◆ **Task objective**: Every line of the material that includes the word "settings" is to be shown.

◆ **Entries supplied**:
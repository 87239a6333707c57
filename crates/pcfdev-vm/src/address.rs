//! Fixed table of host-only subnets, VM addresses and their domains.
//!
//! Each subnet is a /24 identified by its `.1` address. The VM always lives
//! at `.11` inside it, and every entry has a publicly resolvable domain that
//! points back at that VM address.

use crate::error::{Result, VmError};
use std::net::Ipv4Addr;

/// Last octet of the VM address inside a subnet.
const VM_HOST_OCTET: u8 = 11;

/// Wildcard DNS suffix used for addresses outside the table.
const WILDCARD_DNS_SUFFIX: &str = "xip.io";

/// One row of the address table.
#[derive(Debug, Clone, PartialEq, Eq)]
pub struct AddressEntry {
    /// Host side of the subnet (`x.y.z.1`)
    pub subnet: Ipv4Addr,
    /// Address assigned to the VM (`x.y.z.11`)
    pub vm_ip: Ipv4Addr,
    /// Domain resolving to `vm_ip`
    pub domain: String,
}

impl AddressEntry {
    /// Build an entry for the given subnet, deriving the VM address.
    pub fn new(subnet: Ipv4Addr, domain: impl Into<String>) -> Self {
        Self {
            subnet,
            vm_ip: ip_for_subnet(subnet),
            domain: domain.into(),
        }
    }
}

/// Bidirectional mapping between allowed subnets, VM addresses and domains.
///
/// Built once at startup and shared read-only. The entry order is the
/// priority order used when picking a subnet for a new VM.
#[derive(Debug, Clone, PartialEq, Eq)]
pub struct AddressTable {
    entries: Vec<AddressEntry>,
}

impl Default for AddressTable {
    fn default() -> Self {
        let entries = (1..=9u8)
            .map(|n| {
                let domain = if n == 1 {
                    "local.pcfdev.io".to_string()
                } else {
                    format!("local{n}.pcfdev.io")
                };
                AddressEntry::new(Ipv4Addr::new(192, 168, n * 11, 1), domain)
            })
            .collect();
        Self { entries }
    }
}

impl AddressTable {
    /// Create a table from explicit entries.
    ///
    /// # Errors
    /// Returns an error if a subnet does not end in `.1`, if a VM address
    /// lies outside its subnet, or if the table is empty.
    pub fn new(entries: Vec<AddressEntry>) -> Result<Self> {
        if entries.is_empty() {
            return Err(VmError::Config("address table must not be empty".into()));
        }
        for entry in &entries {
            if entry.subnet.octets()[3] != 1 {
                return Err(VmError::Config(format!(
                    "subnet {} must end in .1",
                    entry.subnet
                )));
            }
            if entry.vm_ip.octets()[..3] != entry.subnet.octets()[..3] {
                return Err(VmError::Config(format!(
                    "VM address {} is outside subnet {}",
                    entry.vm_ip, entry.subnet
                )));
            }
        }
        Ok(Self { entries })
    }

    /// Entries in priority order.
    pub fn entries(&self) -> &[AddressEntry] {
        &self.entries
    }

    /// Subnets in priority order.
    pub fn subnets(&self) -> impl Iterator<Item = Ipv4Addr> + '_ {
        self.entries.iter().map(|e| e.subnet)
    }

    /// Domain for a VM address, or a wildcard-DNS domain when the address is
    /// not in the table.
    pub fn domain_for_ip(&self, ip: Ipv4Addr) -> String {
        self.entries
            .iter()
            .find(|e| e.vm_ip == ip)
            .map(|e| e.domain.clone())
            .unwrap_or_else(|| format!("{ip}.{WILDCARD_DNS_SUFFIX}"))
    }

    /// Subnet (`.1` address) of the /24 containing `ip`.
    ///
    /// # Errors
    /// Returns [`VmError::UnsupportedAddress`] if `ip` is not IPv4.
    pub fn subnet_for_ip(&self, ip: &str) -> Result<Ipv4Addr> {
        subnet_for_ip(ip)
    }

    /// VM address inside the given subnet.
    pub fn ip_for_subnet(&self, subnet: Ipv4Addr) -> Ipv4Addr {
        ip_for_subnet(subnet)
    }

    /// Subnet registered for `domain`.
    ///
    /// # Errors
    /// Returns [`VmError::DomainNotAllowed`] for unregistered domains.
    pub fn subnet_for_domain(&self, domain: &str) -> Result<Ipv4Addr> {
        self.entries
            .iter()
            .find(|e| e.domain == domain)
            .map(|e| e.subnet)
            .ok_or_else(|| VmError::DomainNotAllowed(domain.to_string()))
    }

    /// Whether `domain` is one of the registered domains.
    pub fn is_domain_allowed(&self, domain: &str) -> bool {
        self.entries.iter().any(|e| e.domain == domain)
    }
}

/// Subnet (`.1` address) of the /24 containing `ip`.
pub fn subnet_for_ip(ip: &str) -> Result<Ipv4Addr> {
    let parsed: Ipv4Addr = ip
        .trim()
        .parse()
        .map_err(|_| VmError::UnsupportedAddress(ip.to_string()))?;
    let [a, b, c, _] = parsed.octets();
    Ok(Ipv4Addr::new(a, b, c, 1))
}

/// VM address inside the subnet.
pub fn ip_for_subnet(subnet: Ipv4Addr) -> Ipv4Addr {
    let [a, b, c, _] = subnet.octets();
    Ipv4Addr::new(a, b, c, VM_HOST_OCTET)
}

...

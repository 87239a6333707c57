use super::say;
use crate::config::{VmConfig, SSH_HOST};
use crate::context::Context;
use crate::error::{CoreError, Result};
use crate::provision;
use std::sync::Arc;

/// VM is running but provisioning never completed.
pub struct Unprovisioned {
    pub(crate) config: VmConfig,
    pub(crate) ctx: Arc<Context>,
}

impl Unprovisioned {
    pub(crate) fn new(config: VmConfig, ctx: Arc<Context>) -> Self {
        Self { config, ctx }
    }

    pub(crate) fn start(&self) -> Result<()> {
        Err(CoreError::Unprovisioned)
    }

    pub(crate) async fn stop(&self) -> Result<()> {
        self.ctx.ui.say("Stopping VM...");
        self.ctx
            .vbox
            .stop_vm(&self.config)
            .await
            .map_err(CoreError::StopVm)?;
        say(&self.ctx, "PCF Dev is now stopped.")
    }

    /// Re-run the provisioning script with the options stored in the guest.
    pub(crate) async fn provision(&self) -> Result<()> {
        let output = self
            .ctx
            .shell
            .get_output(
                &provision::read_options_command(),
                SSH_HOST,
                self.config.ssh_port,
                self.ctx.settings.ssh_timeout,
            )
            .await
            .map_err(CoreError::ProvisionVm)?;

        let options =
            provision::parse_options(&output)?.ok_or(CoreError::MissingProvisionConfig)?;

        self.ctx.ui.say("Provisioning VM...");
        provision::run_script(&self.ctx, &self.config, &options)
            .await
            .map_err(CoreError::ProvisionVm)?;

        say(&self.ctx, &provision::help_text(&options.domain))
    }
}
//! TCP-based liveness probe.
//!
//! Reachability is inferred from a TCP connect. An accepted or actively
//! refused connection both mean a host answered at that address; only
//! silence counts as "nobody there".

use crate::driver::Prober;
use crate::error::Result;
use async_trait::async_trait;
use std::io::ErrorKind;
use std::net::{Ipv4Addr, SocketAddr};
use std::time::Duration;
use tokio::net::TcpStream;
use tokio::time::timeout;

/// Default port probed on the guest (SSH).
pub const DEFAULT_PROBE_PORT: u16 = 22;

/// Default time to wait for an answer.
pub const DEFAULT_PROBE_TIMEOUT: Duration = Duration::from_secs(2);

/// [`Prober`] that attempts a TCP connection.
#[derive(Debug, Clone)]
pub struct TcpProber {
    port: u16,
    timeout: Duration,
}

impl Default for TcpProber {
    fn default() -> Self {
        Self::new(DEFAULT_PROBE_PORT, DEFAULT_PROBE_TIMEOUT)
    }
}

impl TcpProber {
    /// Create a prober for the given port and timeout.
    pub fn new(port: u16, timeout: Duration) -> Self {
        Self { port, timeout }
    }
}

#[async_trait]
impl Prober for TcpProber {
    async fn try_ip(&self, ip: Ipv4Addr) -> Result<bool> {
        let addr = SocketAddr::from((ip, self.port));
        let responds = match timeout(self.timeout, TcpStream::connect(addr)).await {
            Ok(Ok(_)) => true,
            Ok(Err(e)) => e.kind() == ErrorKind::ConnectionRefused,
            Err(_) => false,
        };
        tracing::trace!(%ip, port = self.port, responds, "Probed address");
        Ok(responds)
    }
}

* * *

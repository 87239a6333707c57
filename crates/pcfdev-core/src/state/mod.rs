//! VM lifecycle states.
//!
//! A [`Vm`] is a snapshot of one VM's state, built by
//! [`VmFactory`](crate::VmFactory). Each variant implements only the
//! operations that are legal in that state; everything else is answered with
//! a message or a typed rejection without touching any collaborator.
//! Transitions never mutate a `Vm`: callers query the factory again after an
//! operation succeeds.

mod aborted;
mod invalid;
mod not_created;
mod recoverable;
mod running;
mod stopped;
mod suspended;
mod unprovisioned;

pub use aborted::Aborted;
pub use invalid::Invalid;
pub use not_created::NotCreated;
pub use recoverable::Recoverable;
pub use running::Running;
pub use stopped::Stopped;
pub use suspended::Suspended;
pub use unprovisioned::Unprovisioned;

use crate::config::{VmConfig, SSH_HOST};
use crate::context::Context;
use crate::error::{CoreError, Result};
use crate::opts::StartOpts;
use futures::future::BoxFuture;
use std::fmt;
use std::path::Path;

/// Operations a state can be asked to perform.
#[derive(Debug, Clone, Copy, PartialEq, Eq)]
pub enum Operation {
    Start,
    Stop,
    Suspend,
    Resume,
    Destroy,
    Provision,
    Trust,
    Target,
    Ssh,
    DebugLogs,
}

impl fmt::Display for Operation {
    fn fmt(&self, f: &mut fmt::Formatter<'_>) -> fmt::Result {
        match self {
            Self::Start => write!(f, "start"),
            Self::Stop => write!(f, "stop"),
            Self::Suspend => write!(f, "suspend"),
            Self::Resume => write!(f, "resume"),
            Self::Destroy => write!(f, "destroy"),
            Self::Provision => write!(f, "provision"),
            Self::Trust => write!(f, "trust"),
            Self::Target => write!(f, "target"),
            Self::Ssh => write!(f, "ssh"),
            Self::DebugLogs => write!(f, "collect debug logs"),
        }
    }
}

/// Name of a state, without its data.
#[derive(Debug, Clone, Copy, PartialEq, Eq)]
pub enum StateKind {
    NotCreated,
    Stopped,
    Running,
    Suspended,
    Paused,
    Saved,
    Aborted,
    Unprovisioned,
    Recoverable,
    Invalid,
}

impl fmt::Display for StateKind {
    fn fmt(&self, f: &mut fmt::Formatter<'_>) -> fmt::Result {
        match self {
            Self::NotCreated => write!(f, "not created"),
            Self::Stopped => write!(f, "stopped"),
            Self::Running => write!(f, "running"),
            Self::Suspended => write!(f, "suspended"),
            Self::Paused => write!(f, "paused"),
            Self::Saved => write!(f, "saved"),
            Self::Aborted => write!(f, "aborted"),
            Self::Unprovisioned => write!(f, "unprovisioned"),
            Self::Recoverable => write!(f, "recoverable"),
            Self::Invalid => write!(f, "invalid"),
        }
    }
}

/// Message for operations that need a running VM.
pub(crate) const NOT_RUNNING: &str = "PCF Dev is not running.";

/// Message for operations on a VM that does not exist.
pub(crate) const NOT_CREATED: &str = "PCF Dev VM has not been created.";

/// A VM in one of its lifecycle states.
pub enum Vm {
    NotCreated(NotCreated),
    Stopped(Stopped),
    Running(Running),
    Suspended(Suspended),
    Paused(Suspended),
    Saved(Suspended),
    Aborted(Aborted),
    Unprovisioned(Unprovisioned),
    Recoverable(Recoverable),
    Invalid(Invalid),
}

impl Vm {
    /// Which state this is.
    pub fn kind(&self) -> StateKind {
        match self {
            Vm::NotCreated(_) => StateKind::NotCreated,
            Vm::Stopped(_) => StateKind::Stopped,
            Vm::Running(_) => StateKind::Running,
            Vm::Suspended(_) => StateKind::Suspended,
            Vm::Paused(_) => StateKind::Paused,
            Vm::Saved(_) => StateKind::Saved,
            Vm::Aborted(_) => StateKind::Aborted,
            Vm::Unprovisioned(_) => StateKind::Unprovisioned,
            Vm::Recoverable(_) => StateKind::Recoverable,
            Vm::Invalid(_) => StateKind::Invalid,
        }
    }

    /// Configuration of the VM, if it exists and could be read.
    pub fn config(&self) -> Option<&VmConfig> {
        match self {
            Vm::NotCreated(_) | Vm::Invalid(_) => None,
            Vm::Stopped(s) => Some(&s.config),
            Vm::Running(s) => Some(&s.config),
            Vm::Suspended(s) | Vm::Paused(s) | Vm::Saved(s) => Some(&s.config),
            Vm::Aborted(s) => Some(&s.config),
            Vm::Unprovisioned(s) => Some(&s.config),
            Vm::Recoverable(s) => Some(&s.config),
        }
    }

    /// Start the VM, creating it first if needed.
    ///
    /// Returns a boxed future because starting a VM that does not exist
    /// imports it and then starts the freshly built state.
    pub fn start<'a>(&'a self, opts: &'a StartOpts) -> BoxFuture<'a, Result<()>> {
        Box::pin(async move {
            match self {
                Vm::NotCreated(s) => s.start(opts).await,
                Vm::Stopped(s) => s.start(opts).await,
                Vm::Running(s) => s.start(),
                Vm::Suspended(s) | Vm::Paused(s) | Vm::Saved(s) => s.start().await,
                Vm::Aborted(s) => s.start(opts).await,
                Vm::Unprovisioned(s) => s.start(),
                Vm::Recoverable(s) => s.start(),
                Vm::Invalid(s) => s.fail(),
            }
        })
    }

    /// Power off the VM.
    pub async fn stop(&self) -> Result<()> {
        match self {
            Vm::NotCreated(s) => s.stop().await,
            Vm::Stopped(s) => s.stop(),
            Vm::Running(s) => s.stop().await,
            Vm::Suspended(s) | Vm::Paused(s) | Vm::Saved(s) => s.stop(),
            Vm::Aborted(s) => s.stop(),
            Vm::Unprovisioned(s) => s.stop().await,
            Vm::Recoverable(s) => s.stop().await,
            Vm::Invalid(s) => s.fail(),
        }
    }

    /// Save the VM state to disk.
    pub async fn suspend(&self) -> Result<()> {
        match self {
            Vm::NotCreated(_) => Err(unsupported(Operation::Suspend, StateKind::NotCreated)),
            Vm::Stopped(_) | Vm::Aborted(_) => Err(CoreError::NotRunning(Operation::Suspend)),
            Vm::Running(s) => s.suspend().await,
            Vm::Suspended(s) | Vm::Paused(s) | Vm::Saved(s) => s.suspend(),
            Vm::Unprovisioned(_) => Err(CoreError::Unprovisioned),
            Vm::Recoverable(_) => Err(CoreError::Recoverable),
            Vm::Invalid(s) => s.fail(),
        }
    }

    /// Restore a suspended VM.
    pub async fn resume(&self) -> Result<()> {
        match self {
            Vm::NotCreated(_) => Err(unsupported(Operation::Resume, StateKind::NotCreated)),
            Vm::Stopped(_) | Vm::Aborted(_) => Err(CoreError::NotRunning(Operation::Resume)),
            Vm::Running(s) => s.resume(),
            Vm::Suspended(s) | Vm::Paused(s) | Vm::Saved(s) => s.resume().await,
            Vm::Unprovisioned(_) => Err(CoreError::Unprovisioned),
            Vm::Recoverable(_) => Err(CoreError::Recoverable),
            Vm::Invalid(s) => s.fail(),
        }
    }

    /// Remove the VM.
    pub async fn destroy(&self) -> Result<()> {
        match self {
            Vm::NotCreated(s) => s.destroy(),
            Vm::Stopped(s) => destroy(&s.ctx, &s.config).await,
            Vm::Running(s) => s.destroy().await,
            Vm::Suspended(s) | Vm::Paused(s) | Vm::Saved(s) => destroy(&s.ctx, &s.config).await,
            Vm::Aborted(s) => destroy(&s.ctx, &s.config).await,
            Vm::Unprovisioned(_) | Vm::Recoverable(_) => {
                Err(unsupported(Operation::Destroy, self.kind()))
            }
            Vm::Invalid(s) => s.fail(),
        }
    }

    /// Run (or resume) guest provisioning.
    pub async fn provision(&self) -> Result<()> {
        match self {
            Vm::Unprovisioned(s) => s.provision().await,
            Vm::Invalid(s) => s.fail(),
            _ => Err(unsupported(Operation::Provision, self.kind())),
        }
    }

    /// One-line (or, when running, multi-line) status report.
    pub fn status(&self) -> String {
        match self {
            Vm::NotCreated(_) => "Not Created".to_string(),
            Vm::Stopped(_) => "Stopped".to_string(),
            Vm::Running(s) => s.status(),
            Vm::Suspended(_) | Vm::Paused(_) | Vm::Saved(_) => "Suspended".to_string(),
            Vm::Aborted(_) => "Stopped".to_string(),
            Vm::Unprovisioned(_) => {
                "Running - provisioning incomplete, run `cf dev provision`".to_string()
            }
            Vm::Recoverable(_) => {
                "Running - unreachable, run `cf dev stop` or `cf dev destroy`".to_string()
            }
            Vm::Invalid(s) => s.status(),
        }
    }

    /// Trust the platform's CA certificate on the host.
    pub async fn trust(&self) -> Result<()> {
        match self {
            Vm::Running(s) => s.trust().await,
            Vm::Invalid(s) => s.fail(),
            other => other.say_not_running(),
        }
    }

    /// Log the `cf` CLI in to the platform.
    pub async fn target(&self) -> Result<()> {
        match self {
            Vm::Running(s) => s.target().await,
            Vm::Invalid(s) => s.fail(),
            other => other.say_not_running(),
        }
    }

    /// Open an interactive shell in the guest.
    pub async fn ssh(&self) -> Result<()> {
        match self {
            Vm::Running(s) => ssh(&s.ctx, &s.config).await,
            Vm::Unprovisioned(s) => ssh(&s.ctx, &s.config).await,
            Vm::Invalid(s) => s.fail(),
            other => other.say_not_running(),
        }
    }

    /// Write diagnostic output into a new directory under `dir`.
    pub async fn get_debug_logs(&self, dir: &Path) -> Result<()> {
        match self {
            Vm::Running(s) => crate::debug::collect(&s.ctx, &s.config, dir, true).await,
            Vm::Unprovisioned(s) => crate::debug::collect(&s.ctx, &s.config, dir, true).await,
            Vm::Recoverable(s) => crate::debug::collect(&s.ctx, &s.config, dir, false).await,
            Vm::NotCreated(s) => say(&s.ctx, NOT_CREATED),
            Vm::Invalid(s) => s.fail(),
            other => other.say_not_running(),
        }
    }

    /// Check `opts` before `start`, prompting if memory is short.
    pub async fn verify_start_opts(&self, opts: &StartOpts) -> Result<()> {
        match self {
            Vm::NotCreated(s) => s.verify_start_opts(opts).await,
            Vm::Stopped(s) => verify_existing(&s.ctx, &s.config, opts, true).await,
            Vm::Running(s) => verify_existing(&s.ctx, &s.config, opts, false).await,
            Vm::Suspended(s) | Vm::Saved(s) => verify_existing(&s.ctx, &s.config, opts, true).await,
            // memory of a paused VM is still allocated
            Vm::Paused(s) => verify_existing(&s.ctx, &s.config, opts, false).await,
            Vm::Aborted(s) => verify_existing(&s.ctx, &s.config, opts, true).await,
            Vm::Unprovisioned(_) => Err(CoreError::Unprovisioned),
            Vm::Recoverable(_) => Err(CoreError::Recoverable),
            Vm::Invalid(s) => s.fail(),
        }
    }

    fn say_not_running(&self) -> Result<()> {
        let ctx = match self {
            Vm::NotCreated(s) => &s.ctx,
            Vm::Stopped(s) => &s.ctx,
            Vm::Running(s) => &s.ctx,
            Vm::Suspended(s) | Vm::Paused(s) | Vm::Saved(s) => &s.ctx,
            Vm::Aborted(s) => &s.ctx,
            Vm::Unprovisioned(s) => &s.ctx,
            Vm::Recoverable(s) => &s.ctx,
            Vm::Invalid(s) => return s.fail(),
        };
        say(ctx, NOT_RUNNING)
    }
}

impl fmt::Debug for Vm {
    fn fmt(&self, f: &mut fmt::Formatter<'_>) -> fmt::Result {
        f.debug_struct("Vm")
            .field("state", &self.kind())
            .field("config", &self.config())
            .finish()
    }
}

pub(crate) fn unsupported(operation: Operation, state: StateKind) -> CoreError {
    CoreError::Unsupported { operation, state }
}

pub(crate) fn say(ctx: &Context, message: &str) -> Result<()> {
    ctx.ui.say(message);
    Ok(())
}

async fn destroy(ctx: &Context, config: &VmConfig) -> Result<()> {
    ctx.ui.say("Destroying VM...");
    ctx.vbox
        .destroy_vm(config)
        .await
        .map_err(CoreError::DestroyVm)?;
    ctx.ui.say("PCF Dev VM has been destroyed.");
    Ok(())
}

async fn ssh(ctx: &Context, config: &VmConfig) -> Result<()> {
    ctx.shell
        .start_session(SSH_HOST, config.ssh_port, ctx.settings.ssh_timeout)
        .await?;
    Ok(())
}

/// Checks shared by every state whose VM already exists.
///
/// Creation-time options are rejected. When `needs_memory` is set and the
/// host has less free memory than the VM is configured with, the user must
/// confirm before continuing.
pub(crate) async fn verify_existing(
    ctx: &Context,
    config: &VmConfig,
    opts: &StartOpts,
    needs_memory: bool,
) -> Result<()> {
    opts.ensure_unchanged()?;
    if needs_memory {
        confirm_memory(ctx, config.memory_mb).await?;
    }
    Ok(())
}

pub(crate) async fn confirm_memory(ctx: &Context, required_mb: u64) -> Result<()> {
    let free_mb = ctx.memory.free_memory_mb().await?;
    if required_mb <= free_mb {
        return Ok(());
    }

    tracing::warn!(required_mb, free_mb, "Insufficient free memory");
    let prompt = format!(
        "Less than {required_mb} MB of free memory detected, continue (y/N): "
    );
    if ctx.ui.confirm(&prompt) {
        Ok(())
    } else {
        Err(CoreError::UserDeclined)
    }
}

◆ **Reply**:
                self.ctx.settings.ssh_timeout,
        .start_session(SSH_HOST, config.ssh_port, ctx.settings.ssh_timeout)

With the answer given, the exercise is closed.